“The thundering engines vibrate throughout your body”

Computer scientist Jason Cordes tells us what it was like to work for NASA on the International Space Station during the time of Space Shuttle launches.

(From the archive)

The space shuttle lifting off
A space shuttle launch.
Image by WikiImages from Pixabay

Working for a space agency is brilliant. When I was younger, I often looked up at the stars and wondered what was out there. I visited Johnson Space Center in Houston, Texas and told myself that I wanted to work there someday. After completing my college degree in computer science, I had the great fortune to be asked to work at NASA’s Johnson Space Center as well as Kennedy Space Center.

Johnson Space Center is the home of the Mission Control Center (MCC). This is where NASA engineers direct in-orbit flights and track the position of the International Space Station (ISS) and the Space Shuttle when it is in orbit. Kennedy Space Center, situated at Cape Canaveral, Florida, is where the Space Shuttle and most other space-bound vehicles are launched. Once they achieve orbit, control is handed over to Johnson Space Center in Houston, which is why when you hear astronauts calling Earth, they talk to “Houston”.

Space City

Houston is a very busy city and you get that feeling when you are at Johnson. There are people everywhere and the Space Center looks like a small city unto itself. While I was there I worked on the computer control system for the International Space Station. The part I worked on was a series of laptop-based displays designed to give astronauts on the station a real-time view of the state of everything, from oxygen levels to the location of the robotic arm.

The interesting thing about developing this type of software is realising that the program is basically sending and receiving telemetry (essentially a long list of numbers) to the hardware, where the hardware is the space station itself. Once you think of it like that, the sheer simplicity of what is being done is really surprising. I certainly expected something more complex. All of the telemetry comes in over a wire and the software has to keep track of what telemetry belongs to what component since different components all broadcast over the same wire. Essentially the program routes the data based on what component it comes from and acts as an interpreter that takes the numbers that the space station is feeding and converting them into a graphical format that the astronauts can understand. The coolest part of working in Houston was interacting with astronauts and getting their feedback on how the software should work. It’s like working with celebrities.

Wild times

While at Kennedy Space Center, I was tasked with working on the Shuttle Launch Control System for the next generation of shuttles. The software is very similar to that used to control the ISS. The thing I remember most about working there was the environment.

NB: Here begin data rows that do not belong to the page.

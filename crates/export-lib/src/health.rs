//! Health tracking for the exporter
//!
//! Each pipeline component reports its own status after every run; the
//! exporter service turns the aggregate into liveness and readiness probes.

use serde::{Deserialize, Serialize};
use std::collections::HashMap;
use std::sync::Arc;
use tokio::sync::RwLock;

/// Health status of a component
#[derive(Debug, Clone, Copy, PartialEq, Eq, Serialize, Deserialize)]
#[serde(rename_all = "lowercase")]
pub enum ComponentStatus {
    /// Last operation succeeded
    Healthy,
    /// Last operation failed in a way the next run may recover from
    Degraded,
    /// Component cannot work without operator action
    Unhealthy,
}

#[derive(Debug, Clone, Serialize, Deserialize)]
pub struct ComponentHealth {
    pub status: ComponentStatus,
    #[serde(skip_serializing_if = "Option::is_none")]
    pub message: Option<String>,
    pub last_check_timestamp: i64,
}

impl ComponentHealth {
    fn with_status(status: ComponentStatus, message: Option<String>) -> Self {
        Self {
            status,
            message,
            last_check_timestamp: chrono::Utc::now().timestamp(),
        }
    }

    pub fn healthy() -> Self {
        Self::with_status(ComponentStatus::Healthy, None)
    }

    pub fn degraded(message: impl Into<String>) -> Self {
        Self::with_status(ComponentStatus::Degraded, Some(message.into()))
    }

    pub fn unhealthy(message: impl Into<String>) -> Self {
        Self::with_status(ComponentStatus::Unhealthy, Some(message.into()))
    }
}

/// Overall health response
#[derive(Debug, Clone, Serialize, Deserialize)]
pub struct HealthResponse {
    pub status: ComponentStatus,
    pub components: HashMap<String, ComponentHealth>,
}

impl HealthResponse {
    /// Worst status across all components
    pub fn compute_status(components: &HashMap<String, ComponentHealth>) -> ComponentStatus {
        let mut has_degraded = false;

        for health in components.values() {
            match health.status {
                ComponentStatus::Unhealthy => return ComponentStatus::Unhealthy,
                ComponentStatus::Degraded => has_degraded = true,
                ComponentStatus::Healthy => {}
            }
        }

        if has_degraded {
            ComponentStatus::Degraded
        } else {
            ComponentStatus::Healthy
        }
    }
}

#[derive(Debug, Clone, Serialize, Deserialize)]
pub struct ReadinessResponse {
    pub ready: bool,
    #[serde(skip_serializing_if = "Option::is_none")]
    pub reason: Option<String>,
}

/// Component names for health tracking
pub mod components {
    pub const FETCHER: &str = "fetcher";
    pub const PUBLISHER: &str = "publisher";
    pub const SCHEDULER: &str = "scheduler";
}

/// Shared registry of component health
#[derive(Debug, Clone)]
pub struct HealthRegistry {
    components: Arc<RwLock<HashMap<String, ComponentHealth>>>,
    ready: Arc<RwLock<bool>>,
}

impl Default for HealthRegistry {
    fn default() -> Self {
        Self::new()
    }
}

impl HealthRegistry {
    pub fn new() -> Self {
        Self {
            components: Arc::new(RwLock::new(HashMap::new())),
            ready: Arc::new(RwLock::new(false)),
        }
    }

    /// Register a component as healthy
    pub async fn register(&self, name: &str) {
        self.update(name, ComponentHealth::healthy()).await;
    }

    pub async fn update(&self, name: &str, health: ComponentHealth) {
        let mut components = self.components.write().await;
        components.insert(name.to_string(), health);
    }

    pub async fn set_healthy(&self, name: &str) {
        self.update(name, ComponentHealth::healthy()).await;
    }

    pub async fn set_degraded(&self, name: &str, message: impl Into<String>) {
        self.update(name, ComponentHealth::degraded(message)).await;
    }

    pub async fn set_unhealthy(&self, name: &str, message: impl Into<String>) {
        self.update(name, ComponentHealth::unhealthy(message)).await;
    }

    pub async fn set_ready(&self, ready: bool) {
        *self.ready.write().await = ready;
    }

    pub async fn health(&self) -> HealthResponse {
        let components = self.components.read().await.clone();
        let status = HealthResponse::compute_status(&components);
        HealthResponse { status, components }
    }

    pub async fn readiness(&self) -> ReadinessResponse {
        let ready = *self.ready.read().await;
        let health = self.health().await;

        if !ready {
            ReadinessResponse {
                ready: false,
                reason: Some("Exporter not yet initialized".to_string()),
            }
        } else if health.status == ComponentStatus::Unhealthy {
            ReadinessResponse {
                ready: false,
                reason: Some("Critical component unhealthy".to_string()),
            }
        } else {
            ReadinessResponse {
                ready: true,
                reason: None,
            }
        }
    }
}

#[cfg(test)]
mod tests {
    use super::*;

    #[tokio::test]
    async fn test_health_registry_initial_state() {
        let registry = HealthRegistry::new();
        let health = registry.health().await;

        assert_eq!(health.status, ComponentStatus::Healthy);
        assert!(health.components.is_empty());
    }

    #[tokio::test]
    async fn test_degraded_fetcher_degrades_overall() {
        let registry = HealthRegistry::new();
        registry.register(components::FETCHER).await;
        registry.register(components::PUBLISHER).await;

        registry
            .set_degraded(components::FETCHER, "allocation API timed out")
            .await;

        let health = registry.health().await;
        assert_eq!(health.status, ComponentStatus::Degraded);
        assert_eq!(
            health.components[components::FETCHER].message.as_deref(),
            Some("allocation API timed out")
        );
    }

    #[tokio::test]
    async fn test_unhealthy_publisher_blocks_readiness() {
        let registry = HealthRegistry::new();
        registry.register(components::PUBLISHER).await;
        registry.set_ready(true).await;
        assert!(registry.readiness().await.ready);

        registry
            .set_unhealthy(components::PUBLISHER, "storage authentication failed")
            .await;

        let readiness = registry.readiness().await;
        assert!(!readiness.ready);
        assert_eq!(registry.health().await.status, ComponentStatus::Unhealthy);
    }

    #[tokio::test]
    async fn test_readiness_not_ready_initially() {
        let registry = HealthRegistry::new();
        let readiness = registry.readiness().await;

        assert!(!readiness.ready);
        assert!(readiness.reason.is_some());
    }
}
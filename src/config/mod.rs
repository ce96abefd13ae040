//! Configuration loading and management for the payroll engine.
//!
//! This module provides functionality to load payroll configurations from
//! YAML or JSON files, including work hours, insurance rates, allowance
//! amounts, and the progressive tax schedule.
//!
//! # Example
//!
//! ```no_run
//! use payroll_engine::config::ConfigLoader;
//!
//! let loader = ConfigLoader::load("./config/payroll-1404.yaml").unwrap();
//! println!("Loaded payroll year: {}", loader.config().year);
//! ```

mod loader;
mod types;

pub use loader::ConfigLoader;
pub use types::{
    AllowanceRates, BracketCeiling, InsuranceRates, PayrollConfig, TaxBracket, TaxConfig,
};
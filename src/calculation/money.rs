//! Monetary rounding helpers.
//!
//! All reported amounts in the engine are integer rials. Fractional
//! intermediate values are carried as exact decimals and floored at
//! defined aggregation points through [`floor_rial`].

use rust_decimal::Decimal;
use rust_decimal::prelude::ToPrimitive;

use crate::error::{EngineError, EngineResult};

/// Floors a decimal amount to integer rials.
///
/// # Returns
///
/// Returns the floored amount as `i64`, or `CalculationError` if the
/// value does not fit the representable rial range.
///
/// # Examples
///
/// ```
/// use payroll_engine::calculation::floor_rial;
/// use rust_decimal::Decimal;
///
/// assert_eq!(floor_rial(Decimal::new(4723169, 1)).unwrap(), 472_316);
/// ```
pub fn floor_rial(value: Decimal) -> EngineResult<i64> {
    value
        .floor()
        .to_i64()
        .ok_or_else(|| EngineError::CalculationError {
            message: format!("amount {} exceeds the representable rial range", value),
        })
}
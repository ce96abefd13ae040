//! Request types for the payroll engine API.
//!
//! This module defines the JSON request structure for the `/calculate`
//! endpoint.

use serde::{Deserialize, Serialize};

use crate::config::PayrollConfig;
use crate::models::PayrollInput;

/// Request body for the `/calculate` endpoint.
///
/// Contains the worker's payroll input and, optionally, a full
/// configuration override. When `config` is omitted the server's loaded
/// configuration is used; a supplied override applies to this request
/// only.
#[derive(Debug, Clone, Serialize, Deserialize)]
pub struct CalculationRequest {
    /// The payroll input for the worker.
    pub input: PayrollInput,
    /// Optional configuration override for this request.
    #[serde(default, skip_serializing_if = "Option::is_none")]
    pub config: Option<PayrollConfig>,
}
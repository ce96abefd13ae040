//! Configuration types for payroll computation.
//!
//! This module contains the strongly-typed configuration structures that
//! are deserialized from YAML or JSON configuration files. All wire field
//! names are camelCase.

use rust_decimal::Decimal;
use serde::{Deserialize, Serialize};

use crate::error::{EngineError, EngineResult};

/// Social-security contribution rates as fractions of the insurance base.
#[derive(Debug, Clone, Serialize, Deserialize)]
#[serde(rename_all = "camelCase")]
pub struct InsuranceRates {
    /// Worker contribution rate (deducted from the worker's pay).
    pub worker: Decimal,
    /// Employer contribution rate (paid on top of gross).
    pub employer: Decimal,
    /// Unemployment insurance rate (paid by the employer).
    pub unemployment: Decimal,
}

/// Fixed monthly allowance amounts in rials.
#[derive(Debug, Clone, Serialize, Deserialize)]
#[serde(rename_all = "camelCase")]
pub struct AllowanceRates {
    /// Monthly housing allowance.
    pub housing: i64,
    /// Monthly food allowance.
    pub food: i64,
    /// Monthly allowance per eligible child.
    pub child_per_kid: i64,
}

/// Upper boundary of a tax bracket.
///
/// Bracket caps are cumulative amounts above the monthly exemption. The
/// final bracket of a schedule is usually `Unbounded` and absorbs all
/// remaining taxable income.
#[derive(Debug, Clone, Copy, PartialEq, Eq)]
pub enum BracketCeiling {
    /// The bracket covers taxable income up to this cumulative cap.
    Bounded(i64),
    /// The bracket covers all remaining taxable income.
    Unbounded,
}

/// A single progressive tax bracket.
///
/// On the wire a bracket is `{ "upTo": <rials> | null, "rate": <fraction> }`;
/// a `null` or omitted `upTo` marks the unbounded final bracket.
#[derive(Debug, Clone, Serialize, Deserialize)]
#[serde(from = "TaxBracketWire", into = "TaxBracketWire")]
pub struct TaxBracket {
    /// The cumulative upper boundary of this bracket.
    pub ceiling: BracketCeiling,
    /// The marginal rate applied within this bracket.
    pub rate: Decimal,
}

#[derive(Debug, Clone, Serialize, Deserialize)]
#[serde(rename_all = "camelCase")]
struct TaxBracketWire {
    #[serde(default)]
    up_to: Option<i64>,
    rate: Decimal,
}

impl From<TaxBracketWire> for TaxBracket {
    fn from(wire: TaxBracketWire) -> Self {
        TaxBracket {
            ceiling: match wire.up_to {
                Some(cap) => BracketCeiling::Bounded(cap),
                None => BracketCeiling::Unbounded,
            },
            rate: wire.rate,
        }
    }
}

impl From<TaxBracket> for TaxBracketWire {
    fn from(bracket: TaxBracket) -> Self {
        TaxBracketWire {
            up_to: match bracket.ceiling {
                BracketCeiling::Bounded(cap) => Some(cap),
                BracketCeiling::Unbounded => None,
            },
            rate: bracket.rate,
        }
    }
}

/// Income tax configuration.
#[derive(Debug, Clone, Serialize, Deserialize)]
#[serde(rename_all = "camelCase")]
pub struct TaxConfig {
    /// Monthly tax-free threshold in rials.
    pub exemption_monthly: i64,
    /// Ordered progressive brackets applied above the exemption.
    pub brackets: Vec<TaxBracket>,
}

/// The complete payroll configuration for a payroll year.
///
/// # Example
///
/// ```
/// use payroll_engine::config::PayrollConfig;
///
/// let config = PayrollConfig::bundled_1404();
/// assert_eq!(config.year, 1404);
/// config.validate().unwrap();
/// ```
#[derive(Debug, Clone, Serialize, Deserialize)]
#[serde(rename_all = "camelCase")]
pub struct PayrollConfig {
    /// The payroll year this configuration applies to.
    pub year: u16,
    /// Statutory monthly work hours used for wage normalization.
    pub work_hours_monthly: Decimal,
    /// Social-security contribution rates.
    pub insurance: InsuranceRates,
    /// Fixed monthly allowance amounts.
    pub allowances: AllowanceRates,
    /// Income tax schedule.
    pub tax: TaxConfig,
}

impl PayrollConfig {
    /// Returns the bundled configuration for payroll year 1404.
    ///
    /// Used as the fallback when no configuration file can be loaded.
    pub fn bundled_1404() -> Self {
        PayrollConfig {
            year: 1404,
            work_hours_monthly: Decimal::from(220),
            insurance: InsuranceRates {
                worker: Decimal::new(7, 2),
                employer: Decimal::new(20, 2),
                unemployment: Decimal::new(3, 2),
            },
            allowances: AllowanceRates {
                housing: 9_000_000,
                food: 22_000_000,
                child_per_kid: 5_000_000,
            },
            tax: TaxConfig {
                exemption_monthly: 240_000_000,
                brackets: vec![
                    TaxBracket {
                        ceiling: BracketCeiling::Bounded(60_000_000),
                        rate: Decimal::new(10, 2),
                    },
                    TaxBracket {
                        ceiling: BracketCeiling::Bounded(80_000_000),
                        rate: Decimal::new(15, 2),
                    },
                    TaxBracket {
                        ceiling: BracketCeiling::Bounded(120_000_000),
                        rate: Decimal::new(20, 2),
                    },
                    TaxBracket {
                        ceiling: BracketCeiling::Bounded(166_666_667),
                        rate: Decimal::new(25, 2),
                    },
                    TaxBracket {
                        ceiling: BracketCeiling::Unbounded,
                        rate: Decimal::new(30, 2),
                    },
                ],
            },
        }
    }

    /// Validates the structural integrity of the configuration.
    ///
    /// # Returns
    ///
    /// Returns `Ok(())` if the configuration is usable, or
    /// `InvalidConfiguration` if:
    /// - `workHoursMonthly` is not positive
    /// - any insurance rate, allowance amount, exemption, or bracket rate
    ///   is negative
    /// - bracket caps are not strictly increasing
    /// - an unbounded bracket appears anywhere but last
    ///
    /// An empty bracket list is valid; income above the exemption is then
    /// simply untaxed.
    pub fn validate(&self) -> EngineResult<()> {
        if self.work_hours_monthly <= Decimal::ZERO {
            return Err(EngineError::InvalidConfiguration {
                message: "workHoursMonthly must be positive".to_string(),
            });
        }

        let rates = [
            ("insurance.worker", self.insurance.worker),
            ("insurance.employer", self.insurance.employer),
            ("insurance.unemployment", self.insurance.unemployment),
        ];
        for (name, rate) in rates {
            if rate < Decimal::ZERO {
                return Err(EngineError::InvalidConfiguration {
                    message: format!("{} rate cannot be negative", name),
                });
            }
        }

        let amounts = [
            ("allowances.housing", self.allowances.housing),
            ("allowances.food", self.allowances.food),
            ("allowances.childPerKid", self.allowances.child_per_kid),
            ("tax.exemptionMonthly", self.tax.exemption_monthly),
        ];
        for (name, amount) in amounts {
            if amount < 0 {
                return Err(EngineError::InvalidConfiguration {
                    message: format!("{} cannot be negative", name),
                });
            }
        }

        let mut previous_cap: i64 = 0;
        let last_index = self.tax.brackets.len().saturating_sub(1);
        for (index, bracket) in self.tax.brackets.iter().enumerate() {
            if bracket.rate < Decimal::ZERO {
                return Err(EngineError::InvalidConfiguration {
                    message: format!("tax.brackets[{}] rate cannot be negative", index),
                });
            }
            match bracket.ceiling {
                BracketCeiling::Bounded(cap) => {
                    if cap <= previous_cap {
                        return Err(EngineError::InvalidConfiguration {
                            message: format!(
                                "tax.brackets[{}] cap {} must exceed previous cap {}",
                                index, cap, previous_cap
                            ),
                        });
                    }
                    previous_cap = cap;
                }
                BracketCeiling::Unbounded => {
                    if index != last_index {
                        return Err(EngineError::InvalidConfiguration {
                            message: format!(
                                "tax.brackets[{}] is unbounded but not the last bracket",
                                index
                            ),
                        });
                    }
                }
            }
        }

        Ok(())
    }
}
//! Payroll result model.
//!
//! This module defines the PayrollResult struct and its nested
//! breakdowns, the final output of a payroll computation. All amounts
//! are integer rials, floored at the aggregation points where they were
//! produced.

use serde::{Deserialize, Serialize};

/// Monthly allowance amounts actually included in the gross pay.
#[derive(Debug, Clone, PartialEq, Eq, Serialize, Deserialize)]
#[serde(rename_all = "camelCase")]
pub struct AllowanceBreakdown {
    /// Housing allowance included (0 when toggled off).
    pub housing: i64,
    /// Food allowance included (0 when toggled off).
    pub food: i64,
    /// Child allowance included (0 when unmarried or toggled off).
    pub child: i64,
}

/// Insurance contribution amounts.
#[derive(Debug, Clone, PartialEq, Eq, Serialize, Deserialize)]
#[serde(rename_all = "camelCase")]
pub struct InsuranceBreakdown {
    /// Worker contribution, deducted from the worker's pay.
    pub worker: i64,
    /// Employer contribution, paid on top of gross.
    pub employer: i64,
    /// Unemployment insurance, paid by the employer.
    pub unemployment: i64,
    /// Sum of the three contributions.
    pub total: i64,
}

/// The complete result of a monthly payroll computation.
#[derive(Debug, Clone, PartialEq, Eq, Serialize, Deserialize)]
#[serde(rename_all = "camelCase")]
pub struct PayrollResult {
    /// The worker's hourly wage, floored for reporting.
    pub hourly_wage: i64,
    /// The normalized monthly base wage.
    pub base_monthly: i64,
    /// Allowance amounts included in gross pay.
    pub allowances_included: AllowanceBreakdown,
    /// Overtime pay.
    pub overtime: i64,
    /// Severance accrual included in gross pay.
    pub severance_monthly: i64,
    /// Gross pay before any deduction.
    pub gross_before_deductions: i64,
    /// The base amount insurance rates are applied to: gross minus
    /// severance, or 0 when insurance is not included.
    pub insurance_base: i64,
    /// Insurance contributions.
    pub insurance: InsuranceBreakdown,
    /// Income subject to tax, clamped to zero when negative.
    pub taxable_income: i64,
    /// Progressive income tax.
    pub tax: i64,
    /// What the worker takes home.
    pub net_pay: i64,
    /// What the employer pays in total.
    pub employer_cost: i64,
}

Kennedy Space Center is about as opposite as you can get from the big city feeling at Johnson. It’s situated on what is essentially swampland on the eastern coast of Florida. The main gates to Johnson are right on major streets within Houston, but at Kennedy the gate is on a major highway, and even then, travel to the actual buildings of the Space Center is a leisurely 30 minute drive through orange groves and trees as well as bypassing causeways and creeks. Along the way you might spot an eagle’s nest in one of the trees, or a manatee poking its head from the waters. Kennedy is in the middle of a wildlife preserve with alligators, manatees, raccoons and every other kind of critter you can imagine. In fact, I was prevented from going home one evening by a gator that decided to warm itself up by my car.

The coolest thing about working at NASA, and specifically Kennedy Space Center, was being able to watch shuttle launches from less than 10 miles away. It’s an incredible experience. The thundering engines vibrate throughout your body like being next to the speakers at an entirely too loud rock concert. Night launches were the most amazing, with the fire from the engines lighting up the sky. It is very amazing to watch this machine and realise that you are the one who wrote the computer program that set it in motion. I’ve worked in a few development firms, but few of them gave me as much emotion when I saw it in action as this did.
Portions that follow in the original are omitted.